_Task instructions_: Your answer should consist of all lines in the listing that hold the word "true".

----- Data for the task -----

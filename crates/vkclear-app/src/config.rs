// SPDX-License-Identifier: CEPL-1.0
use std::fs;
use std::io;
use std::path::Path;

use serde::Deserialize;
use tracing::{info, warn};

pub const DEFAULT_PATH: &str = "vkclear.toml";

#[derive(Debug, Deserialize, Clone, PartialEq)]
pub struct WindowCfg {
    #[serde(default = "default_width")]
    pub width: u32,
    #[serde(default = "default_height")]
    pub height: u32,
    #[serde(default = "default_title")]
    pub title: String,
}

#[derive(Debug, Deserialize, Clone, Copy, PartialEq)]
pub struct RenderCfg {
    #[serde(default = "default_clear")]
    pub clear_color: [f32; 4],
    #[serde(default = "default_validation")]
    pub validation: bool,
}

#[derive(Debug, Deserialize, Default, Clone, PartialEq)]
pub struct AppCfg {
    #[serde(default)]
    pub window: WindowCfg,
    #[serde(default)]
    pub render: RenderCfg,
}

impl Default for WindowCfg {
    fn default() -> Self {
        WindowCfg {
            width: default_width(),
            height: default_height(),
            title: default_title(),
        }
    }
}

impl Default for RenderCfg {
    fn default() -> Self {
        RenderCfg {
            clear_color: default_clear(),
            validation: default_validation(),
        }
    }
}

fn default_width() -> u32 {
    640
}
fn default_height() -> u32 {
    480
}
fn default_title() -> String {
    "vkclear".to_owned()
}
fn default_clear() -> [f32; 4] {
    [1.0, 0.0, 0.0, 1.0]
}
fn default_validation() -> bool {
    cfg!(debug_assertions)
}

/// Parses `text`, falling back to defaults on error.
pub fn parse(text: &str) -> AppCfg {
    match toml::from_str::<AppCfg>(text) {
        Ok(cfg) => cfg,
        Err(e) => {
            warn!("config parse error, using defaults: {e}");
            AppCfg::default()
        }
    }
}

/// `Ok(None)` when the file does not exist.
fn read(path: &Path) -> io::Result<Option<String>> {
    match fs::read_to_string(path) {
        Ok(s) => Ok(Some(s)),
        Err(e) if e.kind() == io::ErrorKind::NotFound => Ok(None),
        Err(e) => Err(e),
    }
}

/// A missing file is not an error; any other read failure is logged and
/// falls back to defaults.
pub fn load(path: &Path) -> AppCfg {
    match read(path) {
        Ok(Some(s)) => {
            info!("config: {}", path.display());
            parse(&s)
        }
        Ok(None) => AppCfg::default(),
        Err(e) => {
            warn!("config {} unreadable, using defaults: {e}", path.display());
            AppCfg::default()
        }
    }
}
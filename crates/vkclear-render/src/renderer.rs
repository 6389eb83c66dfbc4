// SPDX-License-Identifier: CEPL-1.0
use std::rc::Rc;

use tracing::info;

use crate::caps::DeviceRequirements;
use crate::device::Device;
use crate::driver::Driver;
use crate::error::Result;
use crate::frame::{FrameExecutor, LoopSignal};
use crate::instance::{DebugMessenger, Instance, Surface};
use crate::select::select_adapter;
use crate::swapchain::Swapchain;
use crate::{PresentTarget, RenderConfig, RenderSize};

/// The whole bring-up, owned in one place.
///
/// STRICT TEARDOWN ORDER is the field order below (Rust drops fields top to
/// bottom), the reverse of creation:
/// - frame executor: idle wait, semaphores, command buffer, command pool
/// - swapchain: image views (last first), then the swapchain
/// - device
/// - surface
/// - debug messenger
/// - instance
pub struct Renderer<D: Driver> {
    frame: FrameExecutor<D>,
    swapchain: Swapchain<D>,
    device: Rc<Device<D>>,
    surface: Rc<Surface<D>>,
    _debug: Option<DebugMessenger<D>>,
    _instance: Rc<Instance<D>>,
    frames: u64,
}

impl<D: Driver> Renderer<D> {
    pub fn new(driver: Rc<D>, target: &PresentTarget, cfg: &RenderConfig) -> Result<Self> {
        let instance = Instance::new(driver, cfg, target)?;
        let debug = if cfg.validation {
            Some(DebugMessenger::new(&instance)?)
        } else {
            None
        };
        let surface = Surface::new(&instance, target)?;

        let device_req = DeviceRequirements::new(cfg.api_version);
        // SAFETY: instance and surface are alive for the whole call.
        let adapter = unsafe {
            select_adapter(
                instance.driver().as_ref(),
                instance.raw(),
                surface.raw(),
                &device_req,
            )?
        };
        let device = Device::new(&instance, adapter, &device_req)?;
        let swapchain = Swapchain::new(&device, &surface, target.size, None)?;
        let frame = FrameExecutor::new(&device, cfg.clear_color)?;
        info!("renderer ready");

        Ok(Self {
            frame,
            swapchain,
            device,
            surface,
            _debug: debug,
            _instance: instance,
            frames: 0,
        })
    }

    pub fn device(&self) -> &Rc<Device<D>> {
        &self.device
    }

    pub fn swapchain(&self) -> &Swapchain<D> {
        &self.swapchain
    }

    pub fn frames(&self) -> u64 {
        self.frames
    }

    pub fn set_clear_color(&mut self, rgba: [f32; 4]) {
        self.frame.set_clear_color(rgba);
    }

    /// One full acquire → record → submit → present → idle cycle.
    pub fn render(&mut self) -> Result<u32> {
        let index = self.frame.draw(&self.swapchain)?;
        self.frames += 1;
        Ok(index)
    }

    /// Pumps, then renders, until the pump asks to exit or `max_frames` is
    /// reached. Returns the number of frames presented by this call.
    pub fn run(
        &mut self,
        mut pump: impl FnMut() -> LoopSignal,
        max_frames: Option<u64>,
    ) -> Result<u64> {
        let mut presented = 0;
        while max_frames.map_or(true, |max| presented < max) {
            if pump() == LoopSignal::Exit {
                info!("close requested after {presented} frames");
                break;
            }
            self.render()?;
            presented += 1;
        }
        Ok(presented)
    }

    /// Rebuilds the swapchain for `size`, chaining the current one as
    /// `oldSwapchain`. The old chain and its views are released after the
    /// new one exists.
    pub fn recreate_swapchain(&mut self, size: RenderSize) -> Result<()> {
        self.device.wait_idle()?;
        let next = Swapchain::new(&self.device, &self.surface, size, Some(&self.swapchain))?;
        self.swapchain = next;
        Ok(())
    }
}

-----
----- Data for the task -----

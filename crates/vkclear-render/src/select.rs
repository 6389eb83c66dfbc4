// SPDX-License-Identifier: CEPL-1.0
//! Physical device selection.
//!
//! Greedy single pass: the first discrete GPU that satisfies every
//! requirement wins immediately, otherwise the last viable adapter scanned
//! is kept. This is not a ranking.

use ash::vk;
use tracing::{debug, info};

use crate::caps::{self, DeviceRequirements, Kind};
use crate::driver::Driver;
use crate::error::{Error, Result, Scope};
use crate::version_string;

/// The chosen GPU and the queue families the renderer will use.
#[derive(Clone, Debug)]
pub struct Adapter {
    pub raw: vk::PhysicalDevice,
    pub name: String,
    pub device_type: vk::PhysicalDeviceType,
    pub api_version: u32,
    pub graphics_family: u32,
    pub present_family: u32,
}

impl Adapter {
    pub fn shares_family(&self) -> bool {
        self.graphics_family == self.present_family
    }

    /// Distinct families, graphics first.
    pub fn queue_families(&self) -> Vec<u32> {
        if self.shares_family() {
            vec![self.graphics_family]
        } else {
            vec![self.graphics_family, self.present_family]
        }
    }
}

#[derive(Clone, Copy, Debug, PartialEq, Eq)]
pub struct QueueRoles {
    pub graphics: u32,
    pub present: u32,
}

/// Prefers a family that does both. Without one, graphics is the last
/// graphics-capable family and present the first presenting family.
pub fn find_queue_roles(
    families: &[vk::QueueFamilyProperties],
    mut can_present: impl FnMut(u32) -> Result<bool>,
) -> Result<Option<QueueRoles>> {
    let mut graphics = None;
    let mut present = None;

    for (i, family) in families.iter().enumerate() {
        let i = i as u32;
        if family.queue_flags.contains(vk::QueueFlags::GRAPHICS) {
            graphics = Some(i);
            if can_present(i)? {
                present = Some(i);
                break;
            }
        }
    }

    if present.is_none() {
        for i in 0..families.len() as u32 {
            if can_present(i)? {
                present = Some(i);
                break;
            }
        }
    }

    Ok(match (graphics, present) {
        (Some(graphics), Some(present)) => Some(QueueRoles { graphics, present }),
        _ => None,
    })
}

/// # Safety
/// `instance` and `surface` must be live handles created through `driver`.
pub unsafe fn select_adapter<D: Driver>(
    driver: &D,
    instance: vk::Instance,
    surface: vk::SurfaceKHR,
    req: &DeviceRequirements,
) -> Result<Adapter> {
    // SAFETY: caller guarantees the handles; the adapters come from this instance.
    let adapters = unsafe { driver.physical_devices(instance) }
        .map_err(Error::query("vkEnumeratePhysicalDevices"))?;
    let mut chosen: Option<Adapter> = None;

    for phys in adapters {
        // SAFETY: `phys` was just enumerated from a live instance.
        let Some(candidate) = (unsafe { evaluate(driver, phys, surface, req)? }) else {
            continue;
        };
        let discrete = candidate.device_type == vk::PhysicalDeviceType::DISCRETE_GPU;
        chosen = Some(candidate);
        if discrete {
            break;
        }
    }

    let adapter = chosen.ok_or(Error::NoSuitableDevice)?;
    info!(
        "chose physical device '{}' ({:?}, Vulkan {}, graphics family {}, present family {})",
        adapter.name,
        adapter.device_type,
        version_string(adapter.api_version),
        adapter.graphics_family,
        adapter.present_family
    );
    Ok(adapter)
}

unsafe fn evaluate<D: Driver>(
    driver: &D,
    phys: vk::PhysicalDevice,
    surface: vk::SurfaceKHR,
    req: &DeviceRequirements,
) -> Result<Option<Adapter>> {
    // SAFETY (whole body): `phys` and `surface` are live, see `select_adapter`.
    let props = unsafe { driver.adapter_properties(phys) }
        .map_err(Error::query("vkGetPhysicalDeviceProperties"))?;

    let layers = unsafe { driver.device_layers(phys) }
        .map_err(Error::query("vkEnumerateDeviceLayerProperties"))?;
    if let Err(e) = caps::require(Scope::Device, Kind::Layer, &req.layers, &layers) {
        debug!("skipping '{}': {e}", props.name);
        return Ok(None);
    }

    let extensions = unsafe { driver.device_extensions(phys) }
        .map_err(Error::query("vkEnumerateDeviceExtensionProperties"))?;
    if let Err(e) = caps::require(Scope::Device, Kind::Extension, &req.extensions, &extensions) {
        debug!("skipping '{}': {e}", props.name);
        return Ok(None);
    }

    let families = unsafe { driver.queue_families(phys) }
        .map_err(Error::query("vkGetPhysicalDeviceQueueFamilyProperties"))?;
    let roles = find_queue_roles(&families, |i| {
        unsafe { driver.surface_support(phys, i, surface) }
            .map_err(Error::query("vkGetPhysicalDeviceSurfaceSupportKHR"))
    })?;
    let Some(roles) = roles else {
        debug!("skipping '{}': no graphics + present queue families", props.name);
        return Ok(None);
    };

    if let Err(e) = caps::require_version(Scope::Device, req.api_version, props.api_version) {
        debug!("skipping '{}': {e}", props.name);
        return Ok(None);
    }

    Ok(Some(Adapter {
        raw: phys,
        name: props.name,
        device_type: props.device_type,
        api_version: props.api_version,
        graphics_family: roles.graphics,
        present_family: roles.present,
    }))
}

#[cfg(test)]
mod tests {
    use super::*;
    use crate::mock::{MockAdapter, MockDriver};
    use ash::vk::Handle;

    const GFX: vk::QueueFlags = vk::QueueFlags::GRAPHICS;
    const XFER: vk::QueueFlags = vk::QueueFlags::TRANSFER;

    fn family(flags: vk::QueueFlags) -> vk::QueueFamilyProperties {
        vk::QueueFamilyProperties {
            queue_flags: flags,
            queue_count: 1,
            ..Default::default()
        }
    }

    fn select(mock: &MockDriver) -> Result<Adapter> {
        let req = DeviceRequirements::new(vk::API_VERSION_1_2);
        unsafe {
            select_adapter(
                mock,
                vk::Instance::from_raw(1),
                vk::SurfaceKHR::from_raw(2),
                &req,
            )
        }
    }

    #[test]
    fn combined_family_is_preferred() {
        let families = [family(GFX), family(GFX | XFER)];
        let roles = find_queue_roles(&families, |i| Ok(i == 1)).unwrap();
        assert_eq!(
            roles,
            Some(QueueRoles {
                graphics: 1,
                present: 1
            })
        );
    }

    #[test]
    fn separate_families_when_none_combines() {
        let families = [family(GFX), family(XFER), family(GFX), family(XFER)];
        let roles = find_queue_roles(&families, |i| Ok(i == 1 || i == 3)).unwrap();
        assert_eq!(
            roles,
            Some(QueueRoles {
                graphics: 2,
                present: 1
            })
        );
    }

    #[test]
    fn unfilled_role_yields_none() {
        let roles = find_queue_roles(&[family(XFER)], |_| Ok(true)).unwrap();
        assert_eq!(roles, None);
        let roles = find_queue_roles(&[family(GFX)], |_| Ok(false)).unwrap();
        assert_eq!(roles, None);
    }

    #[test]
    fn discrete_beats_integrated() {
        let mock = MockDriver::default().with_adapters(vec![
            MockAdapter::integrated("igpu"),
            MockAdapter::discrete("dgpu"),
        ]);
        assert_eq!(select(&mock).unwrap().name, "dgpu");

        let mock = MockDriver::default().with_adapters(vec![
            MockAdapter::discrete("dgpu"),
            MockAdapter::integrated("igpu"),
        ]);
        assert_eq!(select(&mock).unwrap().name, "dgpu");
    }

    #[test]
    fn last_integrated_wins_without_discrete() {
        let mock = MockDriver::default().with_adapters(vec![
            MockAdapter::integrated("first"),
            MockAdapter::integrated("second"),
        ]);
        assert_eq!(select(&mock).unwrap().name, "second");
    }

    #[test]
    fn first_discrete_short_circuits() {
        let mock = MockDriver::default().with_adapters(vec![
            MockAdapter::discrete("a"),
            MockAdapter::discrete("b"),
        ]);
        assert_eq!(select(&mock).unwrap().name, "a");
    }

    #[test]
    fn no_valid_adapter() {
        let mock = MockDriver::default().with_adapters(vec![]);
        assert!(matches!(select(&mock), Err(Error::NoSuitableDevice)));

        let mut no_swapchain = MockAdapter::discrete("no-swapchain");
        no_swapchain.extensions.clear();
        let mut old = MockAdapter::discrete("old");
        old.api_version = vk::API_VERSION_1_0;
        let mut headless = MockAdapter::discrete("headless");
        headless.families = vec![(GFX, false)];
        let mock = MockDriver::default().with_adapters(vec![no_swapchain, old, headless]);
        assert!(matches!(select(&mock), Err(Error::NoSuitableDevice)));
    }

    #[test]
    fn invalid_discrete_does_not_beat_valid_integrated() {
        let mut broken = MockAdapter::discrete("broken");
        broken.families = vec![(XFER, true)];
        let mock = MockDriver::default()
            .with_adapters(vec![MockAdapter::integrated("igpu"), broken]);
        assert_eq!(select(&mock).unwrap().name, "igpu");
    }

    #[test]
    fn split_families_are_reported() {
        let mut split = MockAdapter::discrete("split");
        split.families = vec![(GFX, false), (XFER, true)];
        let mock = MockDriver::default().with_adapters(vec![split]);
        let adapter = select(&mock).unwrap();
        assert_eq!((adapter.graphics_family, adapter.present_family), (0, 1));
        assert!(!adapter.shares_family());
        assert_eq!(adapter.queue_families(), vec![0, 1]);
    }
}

-----

_Answer area_:
        while max_frames.map_or(true, |max| presented < max) {
        let roles = find_queue_roles(&[family(XFER)], |_| Ok(true)).unwrap();
        broken.families = vec![(XFER, true)];
        split.families = vec![(GFX, false), (XFER, true)];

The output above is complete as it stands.